Orthotopic liver transplantation (OLT) is now well established as a definitive treatment for patients with end-stage liver disease (ESLD) and/or hepatocellular carcinoma (HCC). Despite the tremendous advances in OLT, there is a growing gap between the number of organs available and the number of organs needed. In 2009, more than 15000 patients were on the waiting list while only 5975 of them (38.2%) received OLTs.

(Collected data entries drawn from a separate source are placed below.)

use std::collections::{BTreeMap, HashMap};
use std::path::Path;

use azd_domain::{OutputParameter, ParameterType};
use azd_store::Environment;
use serde::Deserialize;
use serde_json::Value;
use tracing::debug;

use crate::envsubst;
use crate::error::ProvisionError;
use crate::parameters::TemplateParameter;
use crate::provider::normalize_output_key;

/// The parts of an ARM template the provider reads.
#[derive(Debug, Clone, Default, Deserialize)]
pub struct ArmTemplate {
    #[serde(default)]
    pub parameters: BTreeMap<String, TemplateParameter>,
    #[serde(default)]
    pub outputs: BTreeMap<String, TemplateOutput>,
}

#[derive(Debug, Clone, Deserialize)]
pub struct TemplateOutput {
    #[serde(rename = "type")]
    pub output_type: String,
}

impl ArmTemplate {
    pub fn parse(path: &Path, raw: &Value) -> Result<Self, ProvisionError> {
        serde_json::from_value(raw.clone()).map_err(|e| ProvisionError::InvalidTemplate {
            path: path.to_path_buf(),
            message: e.to_string(),
        })
    }

    /// Declared outputs with upper-cased keys and no values yet.
    pub fn declared_outputs(&self) -> Result<HashMap<String, OutputParameter>, ProvisionError> {
        self.outputs
            .iter()
            .map(|(key, output)| {
                let param_type = ParameterType::from_arm_type(&output.output_type)?;
                Ok((normalize_output_key(key), OutputParameter::new(param_type, Value::Null)))
            })
            .collect()
    }
}

/// Read a JSON template from disk.
pub async fn read_arm_template(path: &Path) -> Result<Value, ProvisionError> {
    let contents = tokio::fs::read_to_string(path)
        .await
        .map_err(|e| ProvisionError::io(path, e))?;
    serde_json::from_str(&contents).map_err(|e| ProvisionError::InvalidTemplate {
        path: path.to_path_buf(),
        message: e.to_string(),
    })
}

/// Compile a Bicep module to an ARM template with `bicep build --stdout`.
pub async fn compile_bicep(bicep: &Path, module: &Path) -> Result<Value, ProvisionError> {
    debug!(module = %module.display(), "compiling bicep module");
    let output = tokio::process::Command::new(bicep)
        .arg("build")
        .arg(module)
        .arg("--stdout")
        .output()
        .await
        .map_err(|e| ProvisionError::Tool {
            tool: "bicep".into(),
            command: "build".into(),
            message: format!("failed to launch {}: {}", bicep.display(), e),
        })?;

    if !output.status.success() {
        return Err(ProvisionError::Tool {
            tool: "bicep".into(),
            command: "build".into(),
            message: String::from_utf8_lossy(&output.stderr).trim().to_string(),
        });
    }

    serde_json::from_slice(&output.stdout).map_err(|e| ProvisionError::InvalidTemplate {
        path: module.to_path_buf(),
        message: e.to_string(),
    })
}

/// Values from a `<module>.parameters.json` file after `${VAR}` expansion
/// against `env`. A missing file yields no values. Entries without a
/// literal `value` (Key Vault references) are left out.
pub async fn read_parameters_file(
    path: &Path,
    env: &Environment,
) -> Result<HashMap<String, Value>, ProvisionError> {
    let raw = match tokio::fs::read_to_string(path).await {
        Ok(raw) => raw,
        Err(e) if e.kind() == std::io::ErrorKind::NotFound => {
            debug!(path = %path.display(), "no parameters file");
            return Ok(HashMap::new());
        }
        Err(e) => return Err(ProvisionError::io(path, e)),
    };

    let expanded = envsubst::substitute(&raw, |name| env.lookup_env(name));
    let file: ParametersFile = serde_json::from_str(&expanded).map_err(|e| ProvisionError::InvalidTemplate {
        path: path.to_path_buf(),
        message: e.to_string(),
    })?;

    Ok(file
        .parameters
        .into_iter()
        .filter_map(|(key, entry)| entry.value.map(|v| (key, v)))
        .collect())
}

#[derive(Debug, Default, Deserialize)]
struct ParametersFile {
    #[serde(default)]
    parameters: HashMap<String, ParameterEntry>,
}

#[derive(Debug, Default, Deserialize)]
struct ParameterEntry {
    #[serde(default)]
    value: Option<Value>,
}

/// ARM parameters object for the parameters that carry a value.
pub fn arm_parameters(resolved: &HashMap<String, azd_domain::InputParameter>) -> Value {
    let map = resolved
        .iter()
        .filter(|(_, p)| p.has_value())
        .map(|(k, p)| (k.clone(), serde_json::json!({ "value": p.value })))
        .collect::<serde_json::Map<_, _>>();
    Value::Object(map)
}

At the same time, 2396 patients were died while on the waiting list and 327 were too sick to transplant in United State (US) . The high waiting list mortality has made us to modify the criteria of an acceptable liver donor to expand the donor pool.

The use of marginal donors, including organs from donation after cardiac death (DCD), aged donors, or donors infected with hepatitis B (HBV) or C virus (HCV), is becoming a viable alternative to reduce the organ deficit . Liver grafts from HBV core antibody (anti-HBc) positive but HBV surface antigen (HBsAg) negative donors, so called "anti-HBc positive donors", are increasing applied, and these liver grafts are rather common in countries of increased HBV endemicity, such as Asia and the Mediterranean region. A number of studies have suggested that the use of anti-HBc positive graft does not adversely impact on clinical outcome and shows a low risk of HBV reactivation when treated with hepatitis B immunoglobulin (HBIG) and/or nucleos(t)ide analogues for prophylaxis . In contrast to anti-HBc positive donors, the use of HBsAg positive liver grafts is far more limited. To date, only a few studies exist regarding the effect of donor HBsAg positivity on survival, all of which are case reports or short series. These available reports yield conflicting results and are limited by small sample sizes and short follow-up . The potential use of HBsAg positive grafts would have public policy implications, as it will extremely expand the donor pool for OLT, especially in high prevalence areas.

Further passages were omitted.